use super::*;
use proptest::prelude::*;

// ── Parsing ───────────────────────────────────────────────────────────────────

#[test]
fn test_parse_decimal() {
    let c = Capacity::parse("250000000").unwrap();
    assert_eq!(c, Capacity::from(250_000_000));
}

#[test]
fn test_parse_hex() {
    let c = Capacity::parse("0x2540be400").unwrap();
    assert_eq!(c, Capacity::from(10_000_000_000));
    assert_eq!(Capacity::parse("0X10").unwrap(), Capacity::from(16));
}

#[test]
fn test_parse_beyond_53_bits() {
    // 2^53 + 1 cannot be represented as an f64.
    let c = Capacity::parse("9007199254740993").unwrap();
    assert_eq!(c.to_string(), "9007199254740993");
}

#[test]
fn test_parse_beyond_u64() {
    let c = Capacity::parse("18446744073709551616").unwrap();
    assert_eq!(c.to_string(), "18446744073709551616");
}

#[test]
fn test_parse_rejects_malformed() {
    for bad in ["", "abc", "-1", "1.5", " 1", "1 ", "0x", "0xg1", "+5"] {
        let err = Capacity::parse(bad).unwrap_err();
        assert!(
            matches!(err, IllustrationError::InvalidCapacity { ref value } if value == bad),
            "{bad:?} gave {err:?}"
        );
    }
}

#[test]
fn test_from_str() {
    let c: Capacity = "42".parse().unwrap();
    assert_eq!(c, Capacity::from(42));
}

// ── Arithmetic ────────────────────────────────────────────────────────────────

#[test]
fn test_split() {
    let (whole, fraction) = Capacity::from(250_000_000).split();
    assert_eq!(whole, BigUint::from(2u32));
    assert_eq!(fraction, 50_000_000);
}

#[test]
fn test_sum_is_exact() {
    let parts = [
        Capacity::parse("9007199254740993").unwrap(),
        Capacity::from(1),
        Capacity::from(u64::MAX),
    ];
    let total: Capacity = parts.iter().sum();
    let expected = BigUint::from(9_007_199_254_740_993u64) + 1u32 + BigUint::from(u64::MAX);
    assert_eq!(total.shannons(), &expected);
}

#[test]
fn test_sum_empty_is_zero() {
    let total: Capacity = Vec::<Capacity>::new().into_iter().sum();
    assert!(total.is_zero());
}

// ── Labels ────────────────────────────────────────────────────────────────────

#[test]
fn test_format_whole() {
    assert_eq!(format_capacity(&Capacity::from(100_000_000)), "1 CKB");
    assert_eq!(format_capacity(&Capacity::from(0)), "0 CKB");
}

#[test]
fn test_format_fraction_padded() {
    assert_eq!(format_capacity(&Capacity::from(250_000_000)), "2.50000000 CKB");
    assert_eq!(format_capacity(&Capacity::from(100_000_001)), "1.00000001 CKB");
    assert_eq!(format_capacity(&Capacity::from(1)), "0.00000001 CKB");
}

#[test]
fn test_parse_label() {
    assert_eq!(parse_capacity_label("1 CKB").unwrap(), Capacity::from(100_000_000));
    assert_eq!(
        parse_capacity_label("2.50000000 CKB").unwrap(),
        Capacity::from(250_000_000)
    );
}

#[test]
fn test_parse_label_rejects_malformed() {
    for bad in ["1", "1.5 CKB", "CKB", "1 ckb", "1.123456789 CKB"] {
        assert!(
            matches!(parse_capacity_label(bad), Err(IllustrationError::InvalidLabel(_))),
            "{bad:?}"
        );
    }
}

proptest! {
    #[test]
    fn prop_label_round_trip(shannons in any::<u64>()) {
        let capacity = Capacity::from(shannons);
        let label = format_capacity(&capacity);
        prop_assert_eq!(parse_capacity_label(&label).unwrap(), capacity);
    }

    #[test]
    fn prop_label_matches_split(shannons in any::<u64>()) {
        let label = format_capacity(&Capacity::from(shannons));
        let whole = shannons / ONE_CKB;
        let fraction = shannons % ONE_CKB;
        let expected_prefix = format!("{whole}");
        prop_assert!(label.starts_with(&expected_prefix));
        prop_assert_eq!(label.contains('.'), fraction != 0);
    }
}
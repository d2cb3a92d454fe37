//! Configuration for the rendering pipeline.

use crate::error::{IllustrationError, Result};
use crate::labels::{CellLabelFn, Labels, TransactionLabelFn};
use crate::model::{CellInfo, TransactionData};

/// Geometry and encoding knobs.
#[derive(Debug, Clone, PartialEq)]
pub struct RenderConfig {
    /// Canvas width in scene units. Depth spacing is derived from it.
    pub width: f64,
    /// Spacing between siblings along the cross axis (`dx`).
    pub node_spacing: f64,
    /// Room reserved left of the deepest input for its label.
    pub label_margin: f64,
    /// Smallest radius drawn for any node.
    pub min_radius: f64,
    /// Build the outputs tree from the inputs, drawing a mirrored diagram
    /// instead of the real outputs.
    pub mirror_inputs: bool,
}

impl Default for RenderConfig {
    fn default() -> Self {
        Self {
            width: 960.0,
            node_spacing: 20.0,
            label_margin: 100.0,
            min_radius: 1.0,
            mirror_inputs: false,
        }
    }
}

impl RenderConfig {
    pub fn new() -> Self {
        Self::default()
    }

    /// Reject values that would produce NaN or inverted geometry.
    pub fn validate(&self) -> Result<()> {
        let positive = |name: &str, v: f64| {
            if v.is_finite() && v > 0.0 {
                Ok(())
            } else {
                Err(IllustrationError::InvalidConfig(format!(
                    "{name} must be a positive finite number, got {v}"
                )))
            }
        };
        positive("width", self.width)?;
        positive("node_spacing", self.node_spacing)?;
        positive("min_radius", self.min_radius)?;
        if !self.label_margin.is_finite() || self.label_margin < 0.0 {
            return Err(IllustrationError::InvalidConfig(format!(
                "label_margin must be a non-negative finite number, got {}",
                self.label_margin
            )));
        }
        Ok(())
    }
}

/// Everything one render needs: the data plus optional label callbacks.
#[derive(Debug)]
pub struct TransactionIllustrationConfig {
    pub data: TransactionData,
    pub labels: Labels,
    pub render: RenderConfig,
}

impl TransactionIllustrationConfig {
    pub fn new(data: TransactionData) -> Self {
        Self {
            data,
            labels: Labels::default(),
            render: RenderConfig::default(),
        }
    }

    pub fn with_transaction_label<F>(mut self, f: F) -> Self
    where
        F: Fn(&str) -> String + Send + Sync + 'static,
    {
        let transaction: TransactionLabelFn = Box::new(f);
        self.labels = self.labels.with_transaction(transaction);
        self
    }

    pub fn with_cell_label<F>(mut self, f: F) -> Self
    where
        F: Fn(&CellInfo) -> String + Send + Sync + 'static,
    {
        let cell: CellLabelFn = Box::new(f);
        self.labels = self.labels.with_cell(cell);
        self
    }

    pub fn with_render_config(mut self, render: RenderConfig) -> Self {
        self.render = render;
        self
    }
}

#[cfg(test)]
#[path = "../tests/rust/test_config.rs"]
mod tests;
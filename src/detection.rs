use serde_derive::{Deserialize, Serialize};

use crate::bbox::{BBox, Ltwh};

/// A single decoded box in source-image pixel coordinates.
///
/// Produced fresh each frame by the decoder and never mutated afterwards;
/// `track_id` stays `None` until the tracker assigns one.
#[derive(Serialize, Deserialize, Debug, Clone, PartialEq)]
pub struct Detection {
    pub bbox: BBox<Ltwh>,
    #[serde(rename = "p")]
    pub confidence: f32,
    #[serde(rename = "c")]
    pub class_id: i32,
    pub label: String,
    pub track_id: Option<u32>,
}

impl Detection {
    pub fn new(bbox: BBox<Ltwh>, confidence: f32, class_id: i32, label: String) -> Self {
        Self {
            bbox,
            confidence,
            class_id,
            label,
            track_id: None,
        }
    }

    #[inline]
    pub fn iou(&self, other: &Detection) -> f32 {
        self.bbox.iou(&other.bbox)
    }
}
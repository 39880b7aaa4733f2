use nalgebra as na;

use crate::bbox::{BBox, Ltwh};

/// `[cx, cy, w, h, vcx, vcy, vw, vh]`
type StateVector = na::SVector<f32, 8>;
/// Diagonal of the 8x8 uncertainty matrix; cross-terms are not modeled.
type StateDiag = na::SVector<f32, 8>;

const STD_WEIGHT_POSITION: f32 = 1.0 / 20.0;
const STD_WEIGHT_VELOCITY: f32 = 1.0 / 160.0;

/// Fixed blend toward the measurement on update.
const BLEND: f32 = 0.5;

/// Constant-velocity estimator over box center and size.
///
/// This is deliberately not a textbook Kalman filter: there is no computed
/// gain, the update blends position/size toward the measurement with a fixed
/// weight and re-derives velocity as a finite difference, and uncertainty
/// only ever grows on predict. Track stability downstream depends on this
/// exact damping behavior.
#[derive(Debug, Clone)]
pub(crate) struct MotionFilter {
    state: StateVector,
    variance: StateDiag,
}

impl MotionFilter {
    pub(crate) fn new(bbox: &BBox<Ltwh>) -> Self {
        let m = bbox.as_xywh();
        let height = m.height();

        let state = StateVector::from_column_slice(&[
            m.cx(),
            m.cy(),
            m.width(),
            m.height(),
            0.0,
            0.0,
            0.0,
            0.0,
        ]);

        let pos = (STD_WEIGHT_POSITION * height).powi(2);
        let vel = (STD_WEIGHT_VELOCITY * height).powi(2);
        let variance =
            StateDiag::from_column_slice(&[pos, pos, 1e-2, 1e-2, vel, vel, 1e-5, 1e-5]);

        Self { state, variance }
    }

    /// One constant-velocity step with unit dt. Uncertainty is inflated,
    /// never reset, so it is monotonically non-decreasing between updates.
    pub(crate) fn predict(&mut self) {
        let height = self.state[3];
        let pos = (STD_WEIGHT_POSITION * height).powi(2);
        let vel = (STD_WEIGHT_VELOCITY * height).powi(2);

        for i in 0..4 {
            self.state[i] += self.state[i + 4];
            self.variance[i] += pos;
            self.variance[i + 4] += vel;
        }
    }

    /// Blends the state toward a new measurement box and re-derives velocity
    /// as `measurement - (old state - old velocity)`. Uncertainty is left
    /// untouched in this simplified model.
    pub(crate) fn update(&mut self, bbox: &BBox<Ltwh>) {
        let m = bbox.as_xywh();
        let measurement = [m.cx(), m.cy(), m.width(), m.height()];

        for i in 0..4 {
            let old = self.state[i];
            let old_vel = self.state[i + 4];

            self.state[i] = old * (1.0 - BLEND) + measurement[i] * BLEND;
            self.state[i + 4] = measurement[i] - (old - old_vel);
        }
    }

    pub(crate) fn bbox(&self) -> BBox<Ltwh> {
        BBox::xywh(self.state[0], self.state[1], self.state[2], self.state[3]).as_ltwh()
    }

    #[cfg(test)]
    pub(crate) fn variance(&self) -> &StateDiag {
        &self.variance
    }
}
pub mod bbox;
pub mod decoder;
pub mod detection;
pub mod error;
pub mod letterbox;
pub mod nms;
pub mod pipeline;
pub mod tracker;

mod motion;
mod track;

pub use decoder::{Decoder, ModelMetadata};
pub use detection::Detection;
pub use error::Error;
pub use letterbox::Letterbox;
pub use nms::non_maximum_suppression;
pub use pipeline::{DetectionPipeline, Inference};
pub use track::{Track, TrackState};
pub use tracker::Tracker;
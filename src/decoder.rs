use ndarray::ArrayView2;
use serde_derive::{Deserialize, Serialize};

use crate::bbox::BBox;
use crate::detection::Detection;
use crate::error::Error;
use crate::letterbox::Letterbox;

/// Values per raw output row: `(x1, y1, x2, y2, confidence, class_id)`.
pub const RAW_ROW_LEN: usize = 6;

/// Immutable detector configuration, loaded once before any frame is
/// processed.
#[derive(Serialize, Deserialize, Debug, Clone, PartialEq)]
pub struct ModelMetadata {
    /// `[width, height]` of the square network input.
    pub input_size: [u32; 2],
    /// Ordered class vocabulary, index = class id.
    pub classes: Vec<String>,
    pub confidence_threshold: f32,
    pub nms_threshold: f32,
}

impl ModelMetadata {
    pub fn from_json(raw: &str) -> Result<Self, Error> {
        let metadata: Self = serde_json::from_str(raw)?;
        metadata.validate()?;

        Ok(metadata)
    }

    pub fn validate(&self) -> Result<(), Error> {
        let [w, h] = self.input_size;
        if w == 0 || w != h {
            return Err(Error::InvalidInputSize(w, h));
        }

        if self.classes.is_empty() {
            return Err(Error::EmptyClassList);
        }

        if !(0.0..=1.0).contains(&self.confidence_threshold) {
            return Err(Error::ThresholdOutOfRange {
                name: "confidence",
                value: self.confidence_threshold,
            });
        }

        if !(0.0..=1.0).contains(&self.nms_threshold) {
            return Err(Error::ThresholdOutOfRange {
                name: "nms",
                value: self.nms_threshold,
            });
        }

        Ok(())
    }

    /// Square edge length fed to inference.
    #[inline]
    pub fn input_edge(&self) -> u32 {
        self.input_size[0]
    }

    /// Resolves a class id to its label; unknown ids get a synthetic
    /// `class_<id>` label instead of failing.
    pub fn label(&self, class_id: i32) -> String {
        usize::try_from(class_id)
            .ok()
            .and_then(|idx| self.classes.get(idx))
            .cloned()
            .unwrap_or_else(|| format!("class_{class_id}"))
    }
}

/// Turns raw detector output into threshold-filtered [`Detection`]s in
/// source-image coordinates.
///
/// The network is assumed to have done box regression and class selection
/// already; each row is `(x1, y1, x2, y2, confidence, class_id)` in padded
/// detector space. Output order follows input order, not confidence.
pub struct Decoder {
    metadata: ModelMetadata,
}

impl Decoder {
    pub fn new(metadata: ModelMetadata) -> Result<Self, Error> {
        metadata.validate()?;

        Ok(Self { metadata })
    }

    #[inline]
    pub fn metadata(&self) -> &ModelMetadata {
        &self.metadata
    }

    pub fn decode(
        &self,
        raw: ArrayView2<'_, f32>,
        letterbox: &Letterbox,
    ) -> Result<Vec<Detection>, Error> {
        let cols = raw.shape()[1];
        if cols != RAW_ROW_LEN {
            return Err(Error::MalformedOutput {
                expected: RAW_ROW_LEN,
                got: cols,
            });
        }

        let mut detections = Vec::new();

        for row in raw.rows() {
            let confidence = row[4];
            if confidence < self.metadata.confidence_threshold {
                continue;
            }

            let corners = letterbox.box_to_source(&BBox::ltrb(row[0], row[1], row[2], row[3]));
            let bbox = BBox::ltwh(
                corners.left(),
                corners.top(),
                (corners.right() - corners.left()).max(0.0),
                (corners.bottom() - corners.top()).max(0.0),
            );

            let class_id = row[5] as i32;
            detections.push(Detection::new(
                bbox,
                confidence,
                class_id,
                self.metadata.label(class_id),
            ));
        }

        Ok(detections)
    }
}
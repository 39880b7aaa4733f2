use serde::{Deserialize, Serialize};
use serde_derive::{Deserialize, Serialize};
use std::marker::PhantomData;

pub trait BBoxFormat: std::fmt::Debug {}

/// Left-top-width-height format, contains left top corner and width-height
#[derive(Serialize, Deserialize, Debug, Copy, Clone, PartialEq)]
pub struct Ltwh;
impl BBoxFormat for Ltwh {}

/// Left-top-right-bottom format, contains left top and right bottom corners
#[derive(Serialize, Deserialize, Debug, Copy, Clone, PartialEq)]
pub struct Ltrb;
impl BBoxFormat for Ltrb {}

/// X-y-width-height format, contains coordinates of the center of bbox and width-height
#[derive(Serialize, Deserialize, Debug, Copy, Clone, PartialEq)]
pub struct Xywh;
impl BBoxFormat for Xywh {}

#[derive(Serialize, Deserialize, Debug, Copy, Clone, PartialEq)]
pub struct BBox<F: BBoxFormat + Serialize + Deserialize<'static> + PartialEq>(
    [f32; 4],
    PhantomData<F>,
);

impl<F: BBoxFormat + Serialize + Deserialize<'static> + PartialEq> From<BBox<F>> for [f32; 4] {
    fn from(bbox: BBox<F>) -> Self {
        bbox.0
    }
}

impl<F: BBoxFormat + Serialize + Deserialize<'static> + PartialEq> BBox<F> {
    #[inline]
    pub fn as_slice(&self) -> &[f32; 4] {
        &self.0
    }
}

impl BBox<Ltwh> {
    #[inline]
    pub fn ltwh(left: f32, top: f32, width: f32, height: f32) -> Self {
        BBox([left, top, width, height], Default::default())
    }

    #[inline(always)]
    pub fn left(&self) -> f32 {
        self.0[0]
    }

    #[inline(always)]
    pub fn top(&self) -> f32 {
        self.0[1]
    }

    #[inline(always)]
    pub fn width(&self) -> f32 {
        self.0[2]
    }

    #[inline(always)]
    pub fn height(&self) -> f32 {
        self.0[3]
    }

    #[inline(always)]
    pub fn right(&self) -> f32 {
        self.0[0] + self.0[2]
    }

    #[inline(always)]
    pub fn bottom(&self) -> f32 {
        self.0[1] + self.0[3]
    }

    #[inline(always)]
    pub fn area(&self) -> f32 {
        self.0[2] * self.0[3]
    }

    #[inline]
    pub fn as_ltrb(&self) -> BBox<Ltrb> {
        self.into()
    }

    #[inline]
    pub fn as_xywh(&self) -> BBox<Xywh> {
        self.into()
    }

    /// Intersection-over-union of two axis-aligned boxes.
    ///
    /// 0.0 for disjoint boxes, 1.0 for identical ones. Degenerate boxes
    /// (zero union area) yield 0.0 instead of dividing by zero.
    pub fn iou(&self, other: &BBox<Ltwh>) -> f32 {
        let i_left = self.left().max(other.left());
        let i_top = self.top().max(other.top());
        let i_right = self.right().min(other.right());
        let i_bottom = self.bottom().min(other.bottom());

        let i_area = (i_right - i_left).max(0.0) * (i_bottom - i_top).max(0.0);
        let union = self.area() + other.area() - i_area;

        if union <= 0.0 {
            return 0.0;
        }

        i_area / union
    }
}

impl BBox<Ltrb> {
    #[inline]
    pub fn ltrb(left: f32, top: f32, right: f32, bottom: f32) -> Self {
        BBox([left, top, right, bottom], Default::default())
    }

    #[inline(always)]
    pub fn left(&self) -> f32 {
        self.0[0]
    }

    #[inline(always)]
    pub fn top(&self) -> f32 {
        self.0[1]
    }

    #[inline(always)]
    pub fn right(&self) -> f32 {
        self.0[2]
    }

    #[inline(always)]
    pub fn bottom(&self) -> f32 {
        self.0[3]
    }

    #[inline]
    pub fn as_ltwh(&self) -> BBox<Ltwh> {
        self.into()
    }
}

impl BBox<Xywh> {
    #[inline]
    pub fn xywh(cx: f32, cy: f32, width: f32, height: f32) -> Self {
        BBox([cx, cy, width, height], Default::default())
    }

    #[inline(always)]
    pub fn cx(&self) -> f32 {
        self.0[0]
    }

    #[inline(always)]
    pub fn cy(&self) -> f32 {
        self.0[1]
    }

    #[inline(always)]
    pub fn width(&self) -> f32 {
        self.0[2]
    }

    #[inline(always)]
    pub fn height(&self) -> f32 {
        self.0[3]
    }

    #[inline]
    pub fn as_ltwh(&self) -> BBox<Ltwh> {
        self.into()
    }
}

impl<'a> From<&'a BBox<Ltwh>> for BBox<Ltrb> {
    #[inline]
    fn from(v: &'a BBox<Ltwh>) -> Self {
        Self(
            [v.0[0], v.0[1], v.0[0] + v.0[2], v.0[1] + v.0[3]],
            Default::default(),
        )
    }
}

impl<'a> From<&'a BBox<Ltrb>> for BBox<Ltwh> {
    #[inline]
    fn from(v: &'a BBox<Ltrb>) -> Self {
        Self(
            [v.0[0], v.0[1], v.0[2] - v.0[0], v.0[3] - v.0[1]],
            Default::default(),
        )
    }
}

impl<'a> From<&'a BBox<Ltwh>> for BBox<Xywh> {
    #[inline]
    fn from(v: &'a BBox<Ltwh>) -> Self {
        Self(
            [
                v.0[0] + v.0[2] / 2.0,
                v.0[1] + v.0[3] / 2.0,
                v.0[2],
                v.0[3],
            ],
            Default::default(),
        )
    }
}

impl<'a> From<&'a BBox<Xywh>> for BBox<Ltwh> {
    #[inline]
    fn from(v: &'a BBox<Xywh>) -> Self {
        Self(
            [
                v.0[0] - v.0[2] / 2.0,
                v.0[1] - v.0[3] / 2.0,
                v.0[2],
                v.0[3],
            ],
            Default::default(),
        )
    }
}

WHAT YOU NEED TO DO -
Copy each line of the listing in which the word "RenderConfig" can be found.

ANSWER TO THIS PROBLEM -
pub struct RenderConfig {
impl Default for RenderConfig {
impl RenderConfig {
    pub render: RenderConfig,
            render: RenderConfig::default(),
    pub fn with_render_config(mut self, render: RenderConfig) -> Self {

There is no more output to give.